This very week end I participated in a jam with several persons over the internet and it's true that a good system and work flow would have helped us greatly.

A few years ago I've read the first chapters of subversion's documentation, but never went further more than installing and hardly toying with tortoise and never really setted up a server.

If anybody can provide feedback or resources on how to configure that kind of setup for working on C2 projects I'd be grateful and willing to try it.
Does github allows for "private" (as in non open-source and if possibly not publicly reachable) projects/accounts ?
Do you know of any service that would ?

And if paying services are the only solution what are the best in quality/price ratio in your experiences ?

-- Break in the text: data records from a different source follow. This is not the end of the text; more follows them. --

//! Content-addressed identifiers
//!
//! Every durable id in webx (pages, jobs, queue items, actions) is a
//! sha-256 digest truncated to 16 hex characters.

use sha2::{Digest, Sha256};

/// Hashes the input and returns the first 16 hex characters of the digest.
///
/// # Examples
///
/// ```
/// use webx::ids::sha256_16;
///
/// let id = sha256_16("job-1:https://example.com/docs");
/// assert_eq!(id.len(), 16);
/// assert_eq!(id, sha256_16("job-1:https://example.com/docs"));
/// ```
pub fn sha256_16(input: &str) -> String {
    let mut hasher = Sha256::new();
    hasher.update(input.as_bytes());
    let digest = hasher.finalize();
    hex::encode(digest)[..16].to_string()
}
//! Action synthesis
//!
//! Turns a page's interactive elements into executable action handles
//! with stable ids. The selector computed for each element is plain CSS
//! text that a browser-side executor accepts as-is. Ids hash the action
//! kind, selector, and (for navigation) the resolved href, so two
//! extractions of identical HTML yield identical ids in the same order.

use crate::ids::sha256_16;
use scraper::{ElementRef, Html, Selector};
use serde::{Deserialize, Serialize};
use serde_json::{json, Value};
use std::collections::HashSet;
use url::Url;

use crate::extract::normalize_whitespace;

/// At most this many candidate elements are scanned, in document order.
const MAX_CANDIDATES: usize = 150;
/// At most this many actions are kept per page.
const MAX_ACTIONS: usize = 80;
/// Labels longer than this are cut to keep pages compact.
const MAX_LABEL_CHARS: usize = 120;

/// The kind of interaction an action performs.
#[derive(Debug, Clone, Copy, PartialEq, Eq, Serialize, Deserialize)]
#[serde(rename_all = "lowercase")]
pub enum ActionKind {
    Click,
    Fill,
    Select,
    Submit,
    Navigate,
}

impl ActionKind {
    /// Short prefix used in the action id hash.
    fn id_prefix(&self) -> &'static str {
        match self {
            Self::Click => "click",
            Self::Fill => "fill",
            Self::Select => "select",
            Self::Submit => "submit",
            Self::Navigate => "nav",
        }
    }
}

/// An executable handle synthesized from one page element.
#[derive(Debug, Clone, Serialize, Deserialize)]
#[serde(rename_all = "camelCase")]
pub struct PageAction {
    pub id: String,
    #[serde(rename = "type")]
    pub kind: ActionKind,
    pub label: String,
    pub selector: String,
    /// JSON-schema-shaped parameter description, always `type: object`.
    pub params: Value,
}

/// Scans the document and synthesizes the page's action list.
pub fn synthesize_actions(doc: &Html, base: Option<&Url>) -> Vec<PageAction> {
    let candidate_sel =
        Selector::parse("a[href], button, form, input, textarea, select").expect("static selector");

    let mut actions = Vec::new();
    let mut seen = HashSet::new();

    for el in doc.select(&candidate_sel).take(MAX_CANDIDATES) {
        let Some(selector) = css_selector_for(&el) else {
            continue;
        };
        let Some(action) = synthesize_one(&el, selector, base) else {
            continue;
        };
        if seen.insert(action.id.clone()) {
            actions.push(action);
            if actions.len() >= MAX_ACTIONS {
                break;
            }
        }
    }

    actions
}

fn synthesize_one(el: &ElementRef, selector: String, base: Option<&Url>) -> Option<PageAction> {
    let tag = el.value().name();
    match tag {
        "a" => {
            let href = el.value().attr("href")?;
            let resolved = resolve_href(href, base)?;
            let text = element_label(el);
            let label = if text.is_empty() { resolved.clone() } else { text };
            Some(PageAction {
                id: sha256_16(&format!("nav:{}:{}", selector, resolved)),
                kind: ActionKind::Navigate,
                label,
                selector,
                params: empty_params(),
            })
        }
        "form" | "button" => Some(submit_action(el, selector)),
        "input" => {
            let input_type = el.value().attr("type").unwrap_or("text").to_lowercase();
            if input_type == "submit" {
                Some(submit_action(el, selector))
            } else {
                Some(value_action(el, selector, ActionKind::Fill))
            }
        }
        "textarea" => Some(value_action(el, selector, ActionKind::Fill)),
        "select" => Some(value_action(el, selector, ActionKind::Select)),
        _ => None,
    }
}

fn submit_action(el: &ElementRef, selector: String) -> PageAction {
    let text = el
        .value()
        .attr("value")
        .map(|v| normalize_whitespace(v))
        .filter(|v| !v.is_empty())
        .unwrap_or_else(|| element_label(el));
    let label = if text.is_empty() {
        "Submit".to_string()
    } else {
        text
    };
    PageAction {
        id: sha256_16(&format!("submit:{}", selector)),
        kind: ActionKind::Submit,
        label,
        selector,
        params: empty_params(),
    }
}

fn value_action(el: &ElementRef, selector: String, kind: ActionKind) -> PageAction {
    let required = el.value().attr("required").is_some();
    let label = {
        let text = element_label(el);
        if !text.is_empty() {
            text
        } else if let Some(aria) = el.value().attr("aria-label") {
            normalize_whitespace(aria)
        } else if let Some(name) = el.value().attr("name") {
            name.to_string()
        } else {
            el.value().name().to_string()
        }
    };
    PageAction {
        id: sha256_16(&format!("{}:{}", kind.id_prefix(), selector)),
        kind,
        label,
        selector,
        params: value_params(required),
    }
}

fn empty_params() -> Value {
    json!({ "type": "object", "properties": {} })
}

fn value_params(required: bool) -> Value {
    let required_fields: Vec<&str> = if required { vec!["value"] } else { vec![] };
    json!({
        "type": "object",
        "properties": { "value": { "type": "string" } },
        "required": required_fields,
    })
}

/// Visible text of an element, whitespace-collapsed and length-capped.
fn element_label(el: &ElementRef) -> String {
    let mut text = normalize_whitespace(&el.text().collect::<Vec<_>>().join(" "));
    if text.len() > MAX_LABEL_CHARS {
        let mut cut = MAX_LABEL_CHARS;
        while !text.is_char_boundary(cut) {
            cut -= 1;
        }
        text.truncate(cut);
    }
    text
}

fn resolve_href(href: &str, base: Option<&Url>) -> Option<String> {
    let href = href.trim();
    if href.is_empty() || href.starts_with('#') {
        return None;
    }
    if let Ok(abs) = Url::parse(href) {
        return match abs.scheme() {
            "http" | "https" => Some(abs.to_string()),
            _ => None,
        };
    }
    let resolved = base?.join(href).ok()?;
    match resolved.scheme() {
        "http" | "https" => Some(resolved.to_string()),
        _ => None,
    }
}

/// Computes a strict CSS selector for an element
///
/// Priority: `#id`, then `tag[name="…"]`, then `tag[aria-label="…"]`,
/// then the first two classes, then `tag:nth-of-type(n)`.
pub fn css_selector_for(el: &ElementRef) -> Option<String> {
    let v = el.value();
    let tag = v.name();

    if let Some(id) = v.attr("id").filter(|s| !s.trim().is_empty()) {
        return Some(format!("#{}", escape_identifier(id)));
    }
    if let Some(name) = v.attr("name").filter(|s| !s.trim().is_empty()) {
        return Some(format!("{}[name=\"{}\"]", tag, escape_attribute(name)));
    }
    if let Some(aria) = v.attr("aria-label").filter(|s| !s.trim().is_empty()) {
        return Some(format!("{}[aria-label=\"{}\"]", tag, escape_attribute(aria)));
    }

    let classes: Vec<String> = v.classes().take(2).map(escape_identifier).collect();
    if !classes.is_empty() {
        return Some(format!("{}.{}", tag, classes.join(".")));
    }

    Some(format!("{}:nth-of-type({})", tag, nth_of_type(el).max(1)))
}

/// 1-based position of the element among same-tag siblings.
fn nth_of_type(el: &ElementRef) -> usize {
    let name = el.value().name();
    let mut index = 1;
    for sibling in el.prev_siblings() {
        if let Some(sib) = ElementRef::wrap(sibling) {
            if sib.value().name() == name {
                index += 1;
            }
        }
    }
    index
}

/// Backslash-escapes characters outside `[A-Za-z0-9_-]`.
fn escape_identifier(raw: &str) -> String {
    let mut out = String::with_capacity(raw.len());
    for c in raw.chars() {
        if c.is_ascii_alphanumeric() || c == '_' || c == '-' {
            out.push(c);
        } else {
            out.push('\\');
            out.push(c);
        }
    }
    out
}

/// Escapes backslashes and double quotes for attribute-value selectors.
fn escape_attribute(raw: &str) -> String {
    raw.replace('\\', "\\\\").replace('"', "\\\"")
}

Thank you in advance.[/QUOTE]

You can use GIT for free, locally. GitHub only allows free projects if they are OPEN. It costs $7 US for private repositories and a number of users. You aren't going to find a really good free one, because hosting is expensive, especially for source control because of all the diff changes you have to maintain forever, you don't grow linearly.

The best way to do it, is to share a local GIT repo, then when you are ready and have 7$ a month, just post it to to GITHub.

That said, I'm a huge fan of TFS (C# guy here) and that usually costs 10000-14000$ US because you have to use it with Visual Studio Ultimate (Plus MSDN). Now Microsoft allows for free versions too at http://tfs.visualstudio.com/en-us/pricing/information/. Using it with construct 2 would be interesting.

I say git is the best solution. just keep the git window open and save often.


Question: Does saying as a project as a folder vs single file have any impact on saving time or chance of corruption?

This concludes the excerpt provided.